DESCRIPTION OF THE TASK >> Each entry in the block below needs to be copied out exactly.

(Stored data)
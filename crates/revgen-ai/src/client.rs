//! HTTP client for an OpenAI-compatible chat-completions API.
//!
//! Wraps `reqwest` with bearer auth, a JSON-object response format, and
//! typed parsing of the model's answer into [`GeneratedReview`]. A 429 is
//! surfaced as [`AiError::RateLimited`] so callers can skip the shop and
//! move on instead of aborting a whole run.

use std::time::Duration;

use reqwest::{Client, StatusCode};
use serde::{Deserialize, Serialize};

use crate::error::AiError;
use crate::prompt;

const DEFAULT_BASE_URL: &str = "https://api.openai.com/v1";

/// Client for the review-generation API.
///
/// Use [`GeneratorClient::new`] for production or
/// [`GeneratorClient::with_base_url`] to point at a mock server in tests.
pub struct GeneratorClient {
    client: Client,
    api_key: String,
    model: String,
    url: String,
}

/// Everything the prompt needs to generate one review.
#[derive(Debug, Clone)]
pub struct ReviewRequest<'a> {
    pub shop_name: &'a str,
    pub product_name: &'a str,
    /// ISO language code, e.g. `"en"` or `"nl"`.
    pub language: &'a str,
    /// Recent real reviews used as few-shot samples. May be empty.
    pub samples: &'a [ReviewSample],
}

/// A real review included in the prompt as a style sample.
#[derive(Debug, Clone)]
pub struct ReviewSample {
    pub rating: i32,
    pub title: String,
    pub content: String,
}

/// The model's answer, parsed from its JSON object.
#[derive(Debug, Clone, Deserialize)]
pub struct GeneratedReview {
    pub reviewer_name: String,
    pub rating: i32,
    pub title: String,
    pub content: String,
}

#[derive(Serialize)]
struct ChatRequest<'a> {
    model: &'a str,
    messages: Vec<ChatMessage<'a>>,
    response_format: ResponseFormat<'a>,
    temperature: f32,
}

#[derive(Serialize)]
struct ChatMessage<'a> {
    role: &'a str,
    content: String,
}

#[derive(Serialize)]
struct ResponseFormat<'a> {
    #[serde(rename = "type")]
    kind: &'a str,
}

#[derive(Deserialize)]
struct ChatResponse {
    choices: Vec<ChatChoice>,
}

#[derive(Deserialize)]
struct ChatChoice {
    message: ChatResponseMessage,
}

#[derive(Deserialize)]
struct ChatResponseMessage {
    content: String,
}

impl GeneratorClient {
    /// Creates a client pointed at the production OpenAI API.
    ///
    /// # Errors
    ///
    /// Returns [`AiError::Http`] if the underlying `reqwest::Client` cannot
    /// be constructed.
    pub fn new(api_key: &str, model: &str, timeout_secs: u64) -> Result<Self, AiError> {
        Self::with_base_url(api_key, model, timeout_secs, DEFAULT_BASE_URL)
    }

    /// Creates a client with a custom base URL (for testing with wiremock,
    /// or for OpenAI-compatible local gateways).
    ///
    /// # Errors
    ///
    /// Returns [`AiError::Http`] if the underlying `reqwest::Client` cannot
    /// be constructed.
    pub fn with_base_url(
        api_key: &str,
        model: &str,
        timeout_secs: u64,
        base_url: &str,
    ) -> Result<Self, AiError> {
        let client = Client::builder()
            .timeout(Duration::from_secs(timeout_secs))
            .connect_timeout(Duration::from_secs(10))
            .build()?;

        Ok(Self {
            client,
            api_key: api_key.to_owned(),
            model: model.to_owned(),
            url: format!("{}/chat/completions", base_url.trim_end_matches('/')),
        })
    }

    /// Generates one review for a product.
    ///
    /// # Errors
    ///
    /// - [`AiError::RateLimited`] on HTTP 429.
    /// - [`AiError::Api`] on any other non-2xx status.
    /// - [`AiError::Http`] on network failure.
    /// - [`AiError::Deserialize`] if the response envelope or the model's
    ///   JSON answer does not parse.
    /// - [`AiError::InvalidReview`] if the parsed review violates the
    ///   contract (rating outside 1..=5, empty fields).
    pub async fn generate_review(
        &self,
        request: &ReviewRequest<'_>,
    ) -> Result<GeneratedReview, AiError> {
        let body = ChatRequest {
            model: &self.model,
            messages: vec![
                ChatMessage {
                    role: "system",
                    content: prompt::system_prompt(request.language),
                },
                ChatMessage {
                    role: "user",
                    content: prompt::user_prompt(request),
                },
            ],
            response_format: ResponseFormat { kind: "json_object" },
            temperature: 0.9,
        };

        let response = self
            .client
            .post(&self.url)
            .bearer_auth(&self.api_key)
            .json(&body)
            .send()
            .await?;

        let status = response.status();
        if status == StatusCode::TOO_MANY_REQUESTS {
            tracing::warn!(model = %self.model, "generation API rate limited the request");
            return Err(AiError::RateLimited);
        }
        if !status.is_success() {
            let message = response.text().await.unwrap_or_default();
            tracing::warn!(status = status.as_u16(), "generation API returned an error");
            return Err(AiError::Api {
                status: status.as_u16(),
                message: truncate(&message, 500),
            });
        }

        let envelope: ChatResponse = {
            let text = response.text().await?;
            serde_json::from_str(&text).map_err(|e| {
                tracing::warn!(error = %e, "chat completion envelope did not parse");
                AiError::Deserialize {
                    context: "chat completion envelope".to_string(),
                    source: e,
                }
            })?
        };

        let content = envelope
            .choices
            .first()
            .map(|c| c.message.content.as_str())
            .ok_or_else(|| AiError::InvalidReview("response had no choices".to_string()))?;

        let review: GeneratedReview = serde_json::from_str(content).map_err(|e| {
            tracing::warn!(error = %e, "model answer was not valid review JSON");
            AiError::Deserialize {
                context: "generated review JSON".to_string(),
                source: e,
            }
        })?;

        validate_review(&review)?;
        Ok(review)
    }
}

fn validate_review(review: &GeneratedReview) -> Result<(), AiError> {
    if !(1..=5).contains(&review.rating) {
        return Err(AiError::InvalidReview(format!(
            "rating {} outside 1..=5",
            review.rating
        )));
    }
    if review.reviewer_name.trim().is_empty()
        || review.title.trim().is_empty()
        || review.content.trim().is_empty()
    {
        return Err(AiError::InvalidReview("empty field".to_string()));
    }
    Ok(())
}

fn truncate(s: &str, max: usize) -> String {
    if s.len() <= max {
        s.to_string()
    } else {
        let mut end = max;
        while !s.is_char_boundary(end) {
            end -= 1;
        }
        format!("{}…", &s[..end])
    }
}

EXERCISE ANSWER >>
filename crates/revgen-ai/src/client.rs
//! HTTP client for an OpenAI-compatible chat-completions API.
//!
//! Wraps `reqwest` with bearer auth, a JSON-object response format, and
//! typed parsing of the model's answer into [`GeneratedReview`]. A 429 is
//! surfaced as [`AiError::RateLimited`] so callers can skip the shop and
//! move on instead of aborting a whole run.

use std::time::Duration;

use reqwest::{Client, StatusCode};
use serde::{Deserialize, Serialize};

use crate::error::AiError;
use crate::prompt;

const DEFAULT_BASE_URL: &str = "https://api.openai.com/v1";

/// Client for the review-generation API.
///
/// Use [`GeneratorClient::new`] for production or
/// [`GeneratorClient::with_base_url`] to point at a mock server in tests.
pub struct GeneratorClient {
    client: Client,
    api_key: String,
    model: String,
    url: String,
}

/// Everything the prompt needs to generate one review.
#[derive(Debug, Clone)]
pub struct ReviewRequest<'a> {
    pub shop_name: &'a str,
    pub product_name: &'a str,
    /// ISO language code, e.g. `"en"` or `"nl"`.
    pub language: &'a str,
    /// Recent real reviews used as few-shot samples. May be empty.
    pub samples: &'a [ReviewSample],
}

/// A real review included in the prompt as a style sample.
#[derive(Debug, Clone)]
pub struct ReviewSample {
    pub rating: i32,
    pub title: String,
    pub content: String,
}

/// The model's answer, parsed from its JSON object.
#[derive(Debug, Clone, Deserialize)]
pub struct GeneratedReview {
    pub reviewer_name: String,
    pub rating: i32,
    pub title: String,
    pub content: String,
}

#[derive(Serialize)]
struct ChatRequest<'a> {
    model: &'a str,
    messages: Vec<ChatMessage<'a>>,
    response_format: ResponseFormat<'a>,
    temperature: f32,
}

#[derive(Serialize)]
struct ChatMessage<'a> {
    role: &'a str,
    content: String,
}

#[derive(Serialize)]
struct ResponseFormat<'a> {
    #[serde(rename = "type")]
    kind: &'a str,
}

#[derive(Deserialize)]
struct ChatResponse {
    choices: Vec<ChatChoice>,
}

#[derive(Deserialize)]
struct ChatChoice {
    message: ChatResponseMessage,
}

#[derive(Deserialize)]
struct ChatResponseMessage {
    content: String,
}

impl GeneratorClient {
    /// Creates a client pointed at the production OpenAI API.
    ///
    /// # Errors
    ///
    /// Returns [`AiError::Http`] if the underlying `reqwest::Client` cannot
    /// be constructed.
    pub fn new(api_key: &str, model: &str, timeout_secs: u64) -> Result<Self, AiError> {
        Self::with_base_url(api_key, model, timeout_secs, DEFAULT_BASE_URL)
    }

    /// Creates a client with a custom base URL (for testing with wiremock,
    /// or for OpenAI-compatible local gateways).
    ///
    /// # Errors
    ///
    /// Returns [`AiError::Http`] if the underlying `reqwest::Client` cannot
    /// be constructed.
    pub fn with_base_url(
        api_key: &str,
        model: &str,
        timeout_secs: u64,
        base_url: &str,
    ) -> Result<Self, AiError> {
        let client = Client::builder()
            .timeout(Duration::from_secs(timeout_secs))
            .connect_timeout(Duration::from_secs(10))
            .build()?;

        Ok(Self {
            client,
            api_key: api_key.to_owned(),
            model: model.to_owned(),
            url: format!("{}/chat/completions", base_url.trim_end_matches('/')),
        })
    }

    /// Generates one review for a product.
    ///
    /// # Errors
    ///
    /// - [`AiError::RateLimited`] on HTTP 429.
    /// - [`AiError::Api`] on any other non-2xx status.
    /// - [`AiError::Http`] on network failure.
    /// - [`AiError::Deserialize`] if the response envelope or the model's
    ///   JSON answer does not parse.
    /// - [`AiError::InvalidReview`] if the parsed review violates the
    ///   contract (rating outside 1..=5, empty fields).
    pub async fn generate_review(
        &self,
        request: &ReviewRequest<'_>,
    ) -> Result<GeneratedReview, AiError> {
        let body = ChatRequest {
            model: &self.model,
            messages: vec![
                ChatMessage {
                    role: "system",
                    content: prompt::system_prompt(request.language),
                },
                ChatMessage {
                    role: "user",
                    content: prompt::user_prompt(request),
                },
            ],
            response_format: ResponseFormat { kind: "json_object" },
            temperature: 0.9,
        };

        let response = self
            .client
            .post(&self.url)
            .bearer_auth(&self.api_key)
            .json(&body)
            .send()
            .await?;

        let status = response.status();
        if status == StatusCode::TOO_MANY_REQUESTS {
            tracing::warn!(model = %self.model, "generation API rate limited the request");
            return Err(AiError::RateLimited);
        }
        if !status.is_success() {
            let message = response.text().await.unwrap_or_default();
            tracing::warn!(status = status.as_u16(), "generation API returned an error");
            return Err(AiError::Api {
                status: status.as_u16(),
                message: truncate(&message, 500),
            });
        }

        let envelope: ChatResponse = {
            let text = response.text().await?;
            serde_json::from_str(&text).map_err(|e| {
                tracing::warn!(error = %e, "chat completion envelope did not parse");
                AiError::Deserialize {
                    context: "chat completion envelope".to_string(),
                    source: e,
                }
            })?
        };

        let content = envelope
            .choices
            .first()
            .map(|c| c.message.content.as_str())
            .ok_or_else(|| AiError::InvalidReview("response had no choices".to_string()))?;

        let review: GeneratedReview = serde_json::from_str(content).map_err(|e| {
            tracing::warn!(error = %e, "model answer was not valid review JSON");
            AiError::Deserialize {
                context: "generated review JSON".to_string(),
                source: e,
            }
        })?;

        validate_review(&review)?;
        Ok(review)
    }
}

fn validate_review(review: &GeneratedReview) -> Result<(), AiError> {
    if !(1..=5).contains(&review.rating) {
        return Err(AiError::InvalidReview(format!(
            "rating {} outside 1..=5",
            review.rating
        )));
    }
    if review.reviewer_name.trim().is_empty()
        || review.title.trim().is_empty()
        || review.content.trim().is_empty()
    {
        return Err(AiError::InvalidReview("empty field".to_string()));
    }
    Ok(())
}

fn truncate(s: &str, max: usize) -> String {
    if s.len() <= max {
        s.to_string()
    } else {
        let mut end = max;
        while !s.is_char_boundary(end) {
            end -= 1;
        }
        format!("{}…", &s[..end])
    }
}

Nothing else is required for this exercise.